De toutes les villes de la rive nord méditerranéenne, Marseille est celle qui brasse le mélange de cultures et d’imaginaires le plus foisonnant. Pas de hasard donc si Julie Kretzschmar a créé dans la Cité phocéenne les Rencontres à l’Echelle, où elle « essaie de comprendre comment on peut travailler avec des contextes d’imaginaires et leur transposition à différentes échelles. » Ces contextes se trouvent en Europe du Sud, au Moyen Orient, en Afrique et ailleurs : « Les économies qui peuvent nous paraître très pauvres engagent simplement des ressources très différentes des nôtres. Il faut changer d’échelle et de perception, pour mieux comprendre ce qui se fabrique chez eux. » 

Plus précisément, la 16e édition des Rencontres à l’Echelle porte une attention particulière à la génération d’artistes libanais autour de la quarantaine, dont certains – comme Alexandre Paulikevitch, Ali Charour ou Chrystèle Khodr – continuent de vivre sur place au lieu de s’exiler, « ce qui ne relève pas de simples décisions personnelles mais est une question complexe, car collective », selon Kretzschmar. Paulikevitch, qui nous a déjà étonnés avec Tajwal, où il détourne les codes de la danse orientale, présente cette fois A’Alehom, un nouveau solo, né sous le signe de son histoire personnelle récente, de la perte de son père à son arrestation et détention par la police libanaise et bien sûr l’explosion au port de Beyrouth en 2020. C’est une pièce sur le retour à la vie, car vivre à Beyrouth nécessite plus que jamais une forte capacité de résilience. En témoigne aussi Augures de Chrystèle Khodr, où deux actrices reviennent sur leur parcours d’artistes, à partir des années 1980, dans une ville déchirée par la guerre civile, ayant vécu dix années de théâtre sous les bombes ! 

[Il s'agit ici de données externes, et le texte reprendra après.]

use clap::{Parser, Subcommand};
use notes_press::build::{self, BuildMode};
use notes_press::{config, output};
use std::path::PathBuf;

fn version_string() -> &'static str {
    let on_tag = env!("NOTES_PRESS_ON_RELEASE_TAG");
    if on_tag == "true" {
        env!("CARGO_PKG_VERSION")
    } else {
        let hash = env!("NOTES_PRESS_GIT_HASH");
        if hash.is_empty() {
            "dev@unknown"
        } else {
            // Leaked once at startup
            Box::leak(format!("dev@{hash}").into_boxed_str())
        }
    }
}

#[derive(Parser)]
#[command(name = "notes-press")]
#[command(about = "Static site generator for multilingual Markdown notes")]
#[command(long_about = "\
Static site generator for multilingual Markdown notes

Each language version of the site is a directory of Markdown notes and the
files they reference. Every note, image and attachment must be linked from
somewhere, and every version must carry the same pages.

Project structure:

  blog/
  ├── config.toml          # Site config (domains, versions, assets)
  ├── index.html           # Static files listed in static_files
  ├── en/                  # One directory per version
  │   ├── index.md         # Home page ([[blogTotalNumber]] = page count)
  │   ├── blogs.json       # Publish-date snapshot (kept by production builds)
  │   ├── posts/hello.md   # Note → dist/en/posts/hello.html
  │   └── img/cat.png      # Referenced as /en/img/cat.png
  └── zh/
      └── ...

Every note starts with YAML front-matter holding title, keywords,
description and changefreq (hourly, daily, weekly, monthly, yearly, never).

Run 'notes-press gen-config' to generate a documented config.toml.")]
#[command(version = version_string())]
struct Cli {
    /// Project root holding config.toml and the version directories
    #[arg(long, default_value = ".", global = true)]
    root: PathBuf,

    /// Build mode; `production` selects production, anything else development
    #[arg(long, env = "MODE", default_value = "development", global = true)]
    mode: String,

    #[command(subcommand)]
    command: Command,
}

#[derive(Subcommand)]
enum Command {
    /// Validate every version and write the site
    Build,
    /// Run every validation without writing anything
    Check,
    /// Print a stock config.toml with all options documented
    GenConfig,
}

fn main() {
    env_logger::Builder::from_env(env_logger::Env::default().default_filter_or("warn")).init();

    if let Err(e) = run(Cli::parse()) {
        eprintln!("error: {e}");
        std::process::exit(1);
    }
}

fn run(cli: Cli) -> Result<(), Box<dyn std::error::Error>> {
    let mode = BuildMode::from_label(&cli.mode);
    log::debug!("mode: {}", mode.as_str());

    match cli.command {
        Command::Build => {
            println!("==> Building {} ({})", cli.root.display(), mode.as_str());
            let site = build::build_site(&cli.root, mode)?;
            output::print_build_output(&site);
        }
        Command::Check => {
            println!("==> Checking {}", cli.root.display());
            let site = build::check_site(&cli.root, mode)?;
            output::print_check_output(&site);
        }
        Command::GenConfig => {
            print!("{}", config::stock_config_toml());
        }
    }

    Ok(())
}
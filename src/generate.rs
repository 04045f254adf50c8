//! HTML, robots.txt and sitemap generation.
//!
//! Everything here is pure: functions take rendered content plus config and
//! return strings or bytes. Writing files is the build module's job.
//!
//! ## Page URLs
//!
//! Notes publish next to their source, with `.md` swapped for `.html`. A note
//! named `index.md` is addressed by its directory:
//!
//! ```text
//! en/index.md          →  dist/en/index.html          /en/
//! en/posts/index.md    →  dist/en/posts/index.html    /en/posts/
//! en/posts/hello.md    →  dist/en/posts/hello.html    /en/posts/hello.html
//! ```
//!
//! ## HTML Generation
//!
//! Uses [maud](https://maud.lambda.xyz/) for compile-time HTML templating.
//! Rendered Markdown is spliced in with `PreEscaped`; every config and
//! front-matter value goes through maud's escaping.

use crate::config::{SiteConfig, VersionConfig};
use crate::frontmatter::FrontMatter;
use crate::markdown::RenderUsage;
use crate::types::{ChangeFreq, FileDates, SiteEntry};
use maud::{DOCTYPE, Markup, PreEscaped, html};

/// Replaced with the number of published pages on a version's home page.
pub const TOTAL_PLACEHOLDER: &str = "[[blogTotalNumber]]";

const SITEMAP_NS: &str = "http://www.sitemaps.org/schemas/sitemap/0.9";

/// Output path of a note, relative to its version's output directory.
pub fn page_path(rel_path: &str) -> String {
    match rel_path.strip_suffix(".md") {
        Some(stem) => format!("{stem}.html"),
        None => rel_path.to_string(),
    }
}

/// Public URL path of a note, starting with `/{version_dir}/`.
pub fn page_url_path(version_dir: &str, rel_path: &str) -> String {
    if rel_path == "index.md" {
        return format!("/{version_dir}/");
    }
    match rel_path.strip_suffix("/index.md") {
        Some(dir) => format!("/{version_dir}/{dir}/"),
        None => format!("/{version_dir}/{}", page_path(rel_path)),
    }
}

/// Everything the page template needs for one note.
pub struct PageContext<'a> {
    pub site: &'a SiteConfig,
    pub version: &'a VersionConfig,
    /// Origin links are rendered against (production or development domain).
    pub origin: &'a str,
    /// Source path relative to the version directory.
    pub rel_path: &'a str,
    pub front_matter: &'a FrontMatter,
    pub dates: &'a FileDates,
    /// Rendered Markdown body.
    pub content: &'a str,
    pub usage: RenderUsage,
}

impl PageContext<'_> {
    fn canonical_url(&self) -> String {
        format!(
            "{}{}",
            self.origin,
            page_url_path(&self.version.dir_name, self.rel_path)
        )
    }

    /// The same page in the counterpart language, if one is configured.
    fn counterpart(&self) -> Option<(&str, String)> {
        let next = self.site.version(&self.version.next_lang)?;
        Some((
            next.lang.as_str(),
            page_url_path(&next.dir_name, self.rel_path),
        ))
    }

    fn source_url(&self) -> Option<String> {
        if self.site.github_name.is_empty() || self.site.repo_name.is_empty() {
            return None;
        }
        Some(format!(
            "https://github.com/{}/{}/blob/main/{}/{}",
            self.site.github_name, self.site.repo_name, self.version.dir_name, self.rel_path
        ))
    }

    fn site_name(&self) -> &str {
        if self.version.blog_name.is_empty() {
            &self.site.domain_name
        } else {
            &self.version.blog_name
        }
    }
}

/// Renders a complete note page.
pub fn render_page(ctx: &PageContext) -> Markup {
    let fm = ctx.front_matter;
    let counterpart = ctx.counterpart();
    let home = format!("/{}/", ctx.version.dir_name);
    let author = (!ctx.version.author.is_empty()).then_some(ctx.version.author.as_str());

    let head = html! {
        meta name="description" content=(fm.description);
        meta name="keywords" content=(fm.keywords);
        meta name="author" content=[author];
        @for (name, value) in &fm.extra {
            meta name=(name) content=(value);
        }
        link rel="canonical" href=(ctx.canonical_url());
        @if let Some((lang, path)) = &counterpart {
            link rel="alternate" hreflang=(lang) href=(format!("{}{}", ctx.origin, path));
        }
        link rel="stylesheet" href=(ctx.site.assets.stylesheet);
        @if ctx.usage.has_code_block {
            link rel="stylesheet" href=(ctx.site.assets.highlight_stylesheet);
        }
    };

    let body = html! {
        header.site-header {
            a.site-name href=(home) { (ctx.site_name()) }
            @if let Some((lang, path)) = &counterpart {
                a.next-lang href=(path) hreflang=(lang) { (ctx.version.next_lang_type) }
            }
        }
        main {
            article {
                header.article-header {
                    h1 { (fm.title) }
                    p.dates {
                        span.created {
                            (ctx.version.created_words) " "
                            time datetime=(ctx.dates.create) { (ctx.dates.create) }
                        }
                        " "
                        span.updated {
                            (ctx.version.updated_words) " "
                            time datetime=(ctx.dates.update) { (ctx.dates.update) }
                        }
                    }
                }
                (PreEscaped(ctx.content))
            }
        }
        footer.site-footer {
            @if let Some(author) = author {
                span.author { "© " (author) }
            }
            @if let Some(url) = ctx.source_url() {
                a.source-link href=(url) target="_blank" rel="noopener" { "View source" }
            }
        }
        @if ctx.usage.has_code_block {
            script src=(ctx.site.assets.highlight_script) {}
            script { (PreEscaped("hljs.highlightAll();")) }
        }
    };

    let title = format!("{} | {}", fm.title, ctx.site_name());
    base_document(&ctx.version.lang, &title, head, body)
}

fn base_document(lang: &str, title: &str, head: Markup, content: Markup) -> Markup {
    html! {
        (DOCTYPE)
        html lang=(lang) {
            head {
                meta charset="UTF-8";
                meta name="viewport" content="width=device-width, initial-scale=1.0";
                title { (title) }
                (head)
            }
            body {
                (content)
            }
        }
    }
}

/// Substitute the page count into a rendered home page.
pub fn fill_total(html: &str, total: usize) -> String {
    html.replace(TOTAL_PLACEHOLDER, &total.to_string())
}

/// Minify a rendered page for production.
pub fn minify_page(html: &str) -> Vec<u8> {
    let mut cfg = minify_html::Cfg::new();
    cfg.minify_css = true;
    cfg.minify_js = true;
    cfg.keep_comments = false;
    minify_html::minify(html.as_bytes(), &cfg)
}

pub fn render_robots(domain: &str) -> String {
    format!("User-agent: *\nAllow: /\n\nSitemap: {domain}/sitemap.xml\n")
}

/// Sitemap entry for the site root, dated by the newest page update.
pub fn root_entry(domain: &str, changefreq: ChangeFreq, pages: &[SiteEntry]) -> SiteEntry {
    let newest = pages
        .iter()
        .map(|e| e.lastmod.as_str())
        .max()
        .unwrap_or_default()
        .to_string();
    let oldest = pages
        .iter()
        .map(|e| e.created.as_str())
        .min()
        .unwrap_or_default()
        .to_string();
    SiteEntry {
        url: format!("{domain}/"),
        changefreq,
        lastmod: newest,
        created: oldest,
        priority: changefreq.priority(),
    }
}

pub fn render_sitemap(entries: &[SiteEntry]) -> String {
    let urlset = html! {
        urlset xmlns=(SITEMAP_NS) {
            @for entry in entries {
                url {
                    loc { (entry.url) }
                    @if !entry.lastmod.is_empty() {
                        lastmod { (entry.lastmod) }
                    }
                    changefreq { (entry.changefreq.as_str()) }
                    priority { (format!("{:.1}", entry.priority)) }
                }
            }
        }
    };
    format!(
        "<?xml version=\"1.0\" encoding=\"UTF-8\"?>\n{}\n",
        urlset.into_string()
    )
}
#[cfg(test)]
mod tests {
    use super::*;
    use tempfile::TempDir;

    fn two_versions() -> &'static str {
        r#"
domain = "https://blog.example.org"

[[versions]]
dir_name = "en"
lang = "en"
next_lang = "zh"
next_lang_type = "中文"

[[versions]]
dir_name = "zh"
lang = "zh-CN"
next_lang = "en"
next_lang_type = "English"
created_words = "创建于"
updated_words = "更新于"
"#
    }

    #[test]
    fn default_config_is_valid() {
        assert!(SiteConfig::default().validate().is_ok());
    }

    #[test]
    fn default_config_values() {
        let config = SiteConfig::default();
        assert_eq!(config.out_dir, "dist");
        assert_eq!(config.snapshot_file, "blogs.json");
        assert_eq!(config.validate.ignore_file_paths, vec!["index.md"]);
        assert_eq!(config.versions.len(), 1);
        assert_eq!(config.versions[0].dir_name, "notes");
        assert!(config.sitemap.root_changefreq.is_none());
    }

    #[test]
    fn load_config_returns_default_when_no_file() {
        let tmp = TempDir::new().unwrap();
        let config = load_config(tmp.path()).unwrap();
        assert_eq!(config.domain, "https://example.com");
    }

    #[test]
    fn load_config_reads_versions() {
        let tmp = TempDir::new().unwrap();
        fs::write(tmp.path().join(CONFIG_FILENAME), two_versions()).unwrap();

        let config = load_config(tmp.path()).unwrap();

        assert_eq!(config.domain, "https://blog.example.org");
        assert_eq!(config.versions.len(), 2);
        assert_eq!(config.versions[1].lang, "zh-CN");
        assert_eq!(config.versions[1].created_words, "创建于");
        // Unspecified version keys fall back to VersionConfig defaults
        assert_eq!(config.versions[0].created_words, "Created");
        // Untouched top-level defaults preserved
        assert_eq!(config.out_dir, "dist");
        assert_eq!(config.version("zh").unwrap().next_lang, "en");
    }

    #[test]
    fn partial_table_merges_with_defaults() {
        let tmp = TempDir::new().unwrap();
        fs::write(
            tmp.path().join(CONFIG_FILENAME),
            "[assets]\nstylesheet = \"/css/site.css\"\n",
        )
        .unwrap();

        let config = load_config(tmp.path()).unwrap();

        assert_eq!(config.assets.stylesheet, "/css/site.css");
        assert_eq!(
            config.assets.highlight_script,
            "/assets/highlight/highlight.min.js"
        );
    }

    #[test]
    fn root_changefreq_parses_enum() {
        let config: SiteConfig =
            toml::from_str("[sitemap]\nroot_changefreq = \"weekly\"\n").unwrap();
        assert_eq!(config.sitemap.root_changefreq, Some(ChangeFreq::Weekly));

        let bad: Result<SiteConfig, _> = toml::from_str("[sitemap]\nroot_changefreq = \"often\"\n");
        assert!(bad.is_err());
    }

    #[test]
    fn invalid_toml_is_error() {
        let tmp = TempDir::new().unwrap();
        fs::write(tmp.path().join(CONFIG_FILENAME), "domain = [").unwrap();
        assert!(matches!(load_config(tmp.path()), Err(ConfigError::Toml(_))));
    }

    // =========================================================================
    // merge_toml
    // =========================================================================

    #[test]
    fn merge_toml_scalar_override() {
        let base: toml::Value = toml::from_str("a = 1\nb = 2").unwrap();
        let overlay: toml::Value = toml::from_str("b = 3").unwrap();
        let merged = merge_toml(base, overlay);
        assert_eq!(merged["a"].as_integer(), Some(1));
        assert_eq!(merged["b"].as_integer(), Some(3));
    }

    #[test]
    fn merge_toml_arrays_replace() {
        let base: toml::Value = toml::from_str("list = [1, 2, 3]").unwrap();
        let overlay: toml::Value = toml::from_str("list = [9]").unwrap();
        let merged = merge_toml(base, overlay);
        assert_eq!(merged["list"].as_array().unwrap().len(), 1);
    }

    #[test]
    fn merge_toml_deep_nested() {
        let base: toml::Value = toml::from_str("[x.y]\na = 1\nb = 2").unwrap();
        let overlay: toml::Value = toml::from_str("[x.y]\nb = 5").unwrap();
        let merged = merge_toml(base, overlay);
        assert_eq!(merged["x"]["y"]["a"].as_integer(), Some(1));
        assert_eq!(merged["x"]["y"]["b"].as_integer(), Some(5));
    }

    // =========================================================================
    // Unknown keys
    // =========================================================================

    #[test]
    fn unknown_key_rejected() {
        let result: Result<SiteConfig, _> = toml::from_str("domian = \"https://x.org\"");
        assert!(result.is_err());
    }

    #[test]
    fn unknown_version_key_rejected() {
        let result: Result<SiteConfig, _> =
            toml::from_str("[[versions]]\ndir_name = \"en\"\nlanguage = \"en\"\n");
        assert!(result.is_err());
    }

    #[test]
    fn unknown_key_rejected_via_load_config() {
        let tmp = TempDir::new().unwrap();
        fs::write(tmp.path().join(CONFIG_FILENAME), "[validate]\nignore = []\n").unwrap();
        assert!(load_config(tmp.path()).is_err());
    }

    // =========================================================================
    // Validation
    // =========================================================================

    fn with_versions(dirs: &[(&str, &str)]) -> SiteConfig {
        SiteConfig {
            versions: dirs
                .iter()
                .map(|(dir, next)| VersionConfig {
                    dir_name: dir.to_string(),
                    next_lang: next.to_string(),
                    ..VersionConfig::default()
                })
                .collect(),
            ..SiteConfig::default()
        }
    }

    #[test]
    fn validate_domain_must_be_url() {
        let config = SiteConfig {
            domain: "example.com".into(),
            ..SiteConfig::default()
        };
        assert!(matches!(config.validate(), Err(ConfigError::Validation(_))));
    }

    #[test]
    fn validate_requires_a_version() {
        assert!(with_versions(&[]).validate().is_err());
    }

    #[test]
    fn validate_rejects_duplicate_dirs() {
        assert!(with_versions(&[("en", ""), ("en", "")]).validate().is_err());
    }

    #[test]
    fn validate_rejects_nested_dir_names() {
        assert!(with_versions(&[("notes/en", "")]).validate().is_err());
        assert!(with_versions(&[("..", "")]).validate().is_err());
    }

    #[test]
    fn validate_rejects_unknown_next_lang() {
        assert!(with_versions(&[("en", "fr")]).validate().is_err());
        assert!(with_versions(&[("en", "zh"), ("zh", "en")]).validate().is_ok());
    }

    #[test]
    fn validate_rejects_dangerous_out_dir() {
        let rejected = [
            "", ".", "./", "en", "./en", "en/", "en/sub", "en/../en", "..", "../dist", "/tmp/out",
        ];
        for out in rejected {
            let config = SiteConfig {
                out_dir: out.into(),
                ..with_versions(&[("en", "")])
            };
            assert!(config.validate().is_err(), "out_dir {out:?} should be rejected");
        }
    }

    #[test]
    fn validate_accepts_nested_out_dir() {
        for out in ["dist", "./dist", "build/site", "english"] {
            let config = SiteConfig {
                out_dir: out.into(),
                ..with_versions(&[("en", "")])
            };
            assert!(config.validate().is_ok(), "out_dir {out:?} should be accepted");
        }
    }

    #[test]
    fn validate_rejects_escaping_static_files() {
        for item in ["", ".", "/etc/passwd", "../secret", "assets/../../x"] {
            let config = SiteConfig {
                static_files: vec![item.into()],
                ..with_versions(&[("en", "")])
            };
            let err = config.validate().unwrap_err();
            assert!(
                err.to_string().contains("static_files"),
                "static_files entry {item:?} should be rejected"
            );
        }
        let config = SiteConfig {
            static_files: vec!["favicon.ico".into(), "./assets".into()],
            ..with_versions(&[("en", "")])
        };
        assert!(config.validate().is_ok());
    }

    #[test]
    fn origin_depends_on_mode() {
        let config = SiteConfig::default();
        assert_eq!(config.origin(true), "https://example.com");
        assert_eq!(config.origin(false), "http://localhost:8080");
    }

    #[test]
    fn stock_config_toml_matches_defaults() {
        let parsed: SiteConfig = toml::from_str(stock_config_toml()).unwrap();
        let default = SiteConfig::default();
        assert_eq!(parsed.domain, default.domain);
        assert_eq!(parsed.out_dir, default.out_dir);
        assert_eq!(parsed.snapshot_file, default.snapshot_file);
        assert_eq!(parsed.versions.len(), 1);
        assert_eq!(parsed.versions[0].dir_name, default.versions[0].dir_name);
        assert!(parsed.validate().is_ok());
    }
}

Pour Danya Hammoud, chorégraphe du sensible, c’est aussi la pandémie qui a fortement entravé la création de ce devait devenir sa nouvelle pièce, Sérénités, où elle entendait témoigner de son envie de vivre. La suite est connue : explosion et révolte à Beyrouth, covid-19 dans le monde. Sérénités était son titre témoigne, avec une finesse qui force l’admiration, d’une tentative de création, comme pour dire qu’après chaque revers on peut rebondir et persévérer en beauté. Seul Ali Chahrour travaille sans éléments autobiographiques apparents. Son trio The Love behind my eyesest le dernier volet d’une trilogie sur les mythes de l’amour et de la passion dans la tradition arabe – une investigation sur les tabous, doctrines religieuses et normes sociales qui y sont liées. 

Les autres métropoles très présentes sont les capitales de l’Algérie, de la Tunisie et da la RDC. De Kinshasa arrivent deux artistes prometteurs. D’une part, Yves Mwamba qui invite sur le plateau Rebecca Kabugho, activiste congolaise pour la démocratie, dans une scénographie signée Freddy Tsimba, plasticien dont on peut admirer une sculpture monumentale dans le grand escalier de Chaillot. D’autre part, Michael Disanka et Christiana Tabaro qui revisitent l’histoire du pays vécu par leur génération, à partir d’expériences personnelles. Mais qu’on se détrompe : « On nous a souvent renvoyé que nous présentions des spectacles où l’histoire personnelle croise la grande histoire. En vérité il s’agit surtout de projets politiques individuels, dans un contexte où on ne reconnaît que la communauté. »

Les Rencontres à l’Echelle. Du 9 au 28 novembre à la Friche Belle de Mai.